Pick every line from the data below that contains the string "anyhow" and copy it.

(Saved entries)

════

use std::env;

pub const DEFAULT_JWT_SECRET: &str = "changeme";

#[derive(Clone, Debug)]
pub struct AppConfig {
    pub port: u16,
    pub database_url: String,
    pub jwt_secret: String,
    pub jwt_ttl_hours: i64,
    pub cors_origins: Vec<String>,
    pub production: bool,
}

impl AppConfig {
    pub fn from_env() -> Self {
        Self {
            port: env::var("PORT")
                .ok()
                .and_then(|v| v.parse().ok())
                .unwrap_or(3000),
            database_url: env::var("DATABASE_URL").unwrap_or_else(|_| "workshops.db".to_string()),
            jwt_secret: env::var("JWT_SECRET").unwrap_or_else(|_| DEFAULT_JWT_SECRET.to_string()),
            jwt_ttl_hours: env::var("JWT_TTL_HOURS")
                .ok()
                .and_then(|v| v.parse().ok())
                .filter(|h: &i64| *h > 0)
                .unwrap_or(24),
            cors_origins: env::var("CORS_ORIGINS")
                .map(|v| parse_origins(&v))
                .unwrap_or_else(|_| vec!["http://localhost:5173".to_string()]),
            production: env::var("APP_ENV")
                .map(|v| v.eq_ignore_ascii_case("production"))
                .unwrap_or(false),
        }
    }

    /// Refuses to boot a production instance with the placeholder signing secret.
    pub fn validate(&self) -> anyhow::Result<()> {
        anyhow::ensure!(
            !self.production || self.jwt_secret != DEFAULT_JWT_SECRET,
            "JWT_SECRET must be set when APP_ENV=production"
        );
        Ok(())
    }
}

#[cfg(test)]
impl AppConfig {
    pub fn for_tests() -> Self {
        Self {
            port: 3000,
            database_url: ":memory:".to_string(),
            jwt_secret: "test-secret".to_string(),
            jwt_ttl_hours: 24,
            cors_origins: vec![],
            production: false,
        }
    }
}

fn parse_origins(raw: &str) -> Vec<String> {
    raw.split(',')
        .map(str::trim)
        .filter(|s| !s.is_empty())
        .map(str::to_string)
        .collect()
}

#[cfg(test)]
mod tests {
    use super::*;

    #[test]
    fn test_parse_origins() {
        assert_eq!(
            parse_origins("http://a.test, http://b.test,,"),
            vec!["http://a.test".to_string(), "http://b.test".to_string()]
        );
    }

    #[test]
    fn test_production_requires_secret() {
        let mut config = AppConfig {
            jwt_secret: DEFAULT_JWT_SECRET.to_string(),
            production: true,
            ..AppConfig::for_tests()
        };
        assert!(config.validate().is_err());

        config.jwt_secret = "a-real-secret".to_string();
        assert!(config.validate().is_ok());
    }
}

════

§ **EXERCISE RESULT**:
    pub fn validate(&self) -> anyhow::Result<()> {
        anyhow::ensure!(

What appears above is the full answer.